(Saved entries)
============
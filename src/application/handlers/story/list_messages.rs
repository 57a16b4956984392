//! ListMessagesHandler - A conversation's turns in log order.

use std::sync::Arc;

use serde::{Deserialize, Serialize};

use crate::domain::conversation::{Message, Sender};
use crate::domain::foundation::{AccountId, ConversationId, MessageId, Timestamp};
use crate::ports::MessageLog;

use super::access::{owned_conversation, ForeignAccess};
use super::errors::StoryTurnError;

/// Query for a conversation's messages.
#[derive(Debug, Clone)]
pub struct ListMessagesQuery {
    pub account_id: AccountId,
    pub conversation_id: ConversationId,
}

/// A message as shown to its owner.
#[derive(Debug, Clone, PartialEq, Eq, Serialize, Deserialize)]
pub struct MessageView {
    pub id: MessageId,
    pub sender: Sender,
    pub content: String,
    /// Persisted intent code (0..=3).
    pub code: i16,
    pub created_at: Timestamp,
}

impl From<&Message> for MessageView {
    fn from(message: &Message) -> Self {
        Self {
            id: *message.id(),
            sender: message.sender(),
            content: message.content().to_string(),
            code: message.intent().code(),
            created_at: *message.created_at(),
        }
    }
}

/// Handler for listing a conversation's messages.
pub struct ListMessagesHandler {
    log: Arc<dyn MessageLog>,
}

impl ListMessagesHandler {
    pub fn new(log: Arc<dyn MessageLog>) -> Self {
        Self { log }
    }

    /// Returns the messages oldest first.
    ///
    /// An unknown conversation is `NotFound`; someone else's is `AccessDenied`.
    pub async fn handle(
        &self,
        query: ListMessagesQuery,
    ) -> Result<Vec<MessageView>, StoryTurnError> {
        owned_conversation(
            self.log.as_ref(),
            &query.conversation_id,
            &query.account_id,
            ForeignAccess::Denied,
        )
        .await?;

        let messages = self.log.messages(&query.conversation_id).await?;
        Ok(messages.iter().map(MessageView::from).collect())
    }
}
============
- YOUR OBJECTIVE: Across the records above, return every line that contains the word "derive".

- RESPONSE:
#[derive(Debug, Clone)]
#[derive(Debug, Clone, PartialEq, Eq, Serialize, Deserialize)]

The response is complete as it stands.